> _Collected data entries_:
+++

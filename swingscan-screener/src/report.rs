//! Report generation — grouped text tables, CSV and JSON export.
//!
//! Rows are grouped by verdict category in the screener's fixed display
//! order; a BoS-qualified verdict groups with its base (an "Uptrend (BoS)"
//! row lands in the Uptrend section).

use crate::screener::{ScanOutcome, ScanRow};
use anyhow::{Context, Result};
use swingscan_core::domain::TrendBase;

/// Display order for report sections.
pub const CATEGORY_ORDER: [TrendBase; 5] = [
    TrendBase::Uptrend,
    TrendBase::Downtrend,
    TrendBase::ChangeOfCharacter,
    TrendBase::TrendBroken,
    TrendBase::NoTrend,
];

/// Group rows by verdict category, omitting empty groups.
pub fn group_rows(rows: &[ScanRow]) -> Vec<(TrendBase, Vec<&ScanRow>)> {
    CATEGORY_ORDER
        .iter()
        .filter_map(|&category| {
            let members: Vec<&ScanRow> = rows
                .iter()
                .filter(|r| r.verdict.category() == category)
                .collect();
            if members.is_empty() {
                None
            } else {
                Some((category, members))
            }
        })
        .collect()
}

/// Render the grouped plain-text report.
pub fn render_report(outcome: &ScanOutcome) -> String {
    let mut out = String::new();

    for (category, members) in group_rows(&outcome.rows) {
        out.push_str(&format!("=== {category} ({}) ===\n", members.len()));
        out.push_str(&format!(
            "{:<14} {:<10} {}\n",
            "SYMBOL", "TIMEFRAME", "TREND"
        ));
        for row in members {
            out.push_str(&format!(
                "{:<14} {:<10} {}\n",
                row.symbol,
                row.timeframe.to_string(),
                row.verdict
            ));
        }
        out.push('\n');
    }

    out.push_str(&format!(
        "{}/{} pairs classified, {} skipped\n",
        outcome.scanned(),
        outcome.total_pairs,
        outcome.skipped()
    ));
    out
}

// ─── CSV export ─────────────────────────────────────────────────────

/// Export all rows as CSV with symbol, timeframe, trend columns.
pub fn export_csv(rows: &[ScanRow]) -> Result<String> {
    let mut wtr = csv::Writer::from_writer(vec![]);

    wtr.write_record(["symbol", "timeframe", "trend"])?;
    for row in rows {
        wtr.write_record([
            row.symbol.as_str(),
            row.timeframe.code(),
            &row.verdict.to_string(),
        ])?;
    }

    let data = wtr.into_inner().context("failed to flush CSV writer")?;
    String::from_utf8(data).context("CSV output is not valid UTF-8")
}

// ─── JSON export ────────────────────────────────────────────────────

/// Export all rows as pretty JSON, surfacing the verdict as its display
/// string.
pub fn export_json(rows: &[ScanRow]) -> Result<String> {
    let values: Vec<serde_json::Value> = rows
        .iter()
        .map(|row| {
            serde_json::json!({
                "symbol": row.symbol,
                "timeframe": row.timeframe.code(),
                "trend": row.verdict.to_string(),
            })
        })
        .collect();
    serde_json::to_string_pretty(&values).context("failed to serialize scan rows to JSON")
}
//! The capture → encode → deliver sequence of a single run.

mod dependencies;

pub use dependencies::PipelineDependencies;

use crate::{
    capture::{CaptureError, FrameCapturer},
    config::RunSettings,
    encode::EncodeError,
    output::{Delivered, DeliveryError, OutputSink},
};
use thiserror::Error;

/// A stage failure that aborts the run.
#[derive(Debug, Error)]
pub enum PipelineError {
    #[error("Capture failed: {0}")]
    Capture(#[from] CaptureError),

    #[error("Encoding failed: {0}")]
    Encode(#[from] EncodeError),

    #[error("Delivery failed: {0}")]
    Delivery(#[from] DeliveryError),
}

/// What a successful run produced.
#[derive(Debug)]
pub struct RunOutcome {
    pub frame_count: usize,
    pub delay_cs: u16,
    pub delivered: Delivered,
}

impl RunOutcome {
    /// Non-fatal problem worth showing to the user, if any.
    pub fn warning(&self) -> Option<String> {
        match &self.delivered {
            Delivered::Clipboard {
                path,
                error: Some(e),
            } => Some(format!(
                "{} (the animation is still available at {})",
                e,
                path.display()
            )),
            _ => None,
        }
    }
}

/// Run every stage in order. Each stage finishes before the next one starts.
pub fn run(
    settings: RunSettings,
    dependencies: &PipelineDependencies,
) -> Result<RunOutcome, PipelineError> {
    let session = settings.session;
    log::info!(
        "Starting capture: {} frames over {}s, delivering to {:?}",
        session.frame_count(),
        session.duration(),
        settings.destination
    );

    let capturer = FrameCapturer::new(dependencies.sampler.clone(), dependencies.pause.clone());
    let frames = capturer.run(&session)?;
    log::debug!("Capture stage finished with {} frames", frames.len());

    let artifact = dependencies.encoder.encode(frames, session.interval())?;
    let frame_count = artifact.frame_count();
    let delay_cs = artifact.delay_cs();
    log::debug!("Encode stage finished: {}", artifact.path().display());

    let sink = OutputSink::new(settings.output_dir, dependencies.clipboard.clone());
    let delivered = sink.deliver(artifact, settings.destination)?;
    log::debug!("Delivery stage finished: {:?}", delivered);

    Ok(RunOutcome {
        frame_count,
        delay_cs,
        delivered,
    })
}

+++

> _THE PROBLEM_:
Within the entries above, how many lines contain "DeliveryError"? Respond with the number only.

> _TASK RESPONSE_:
2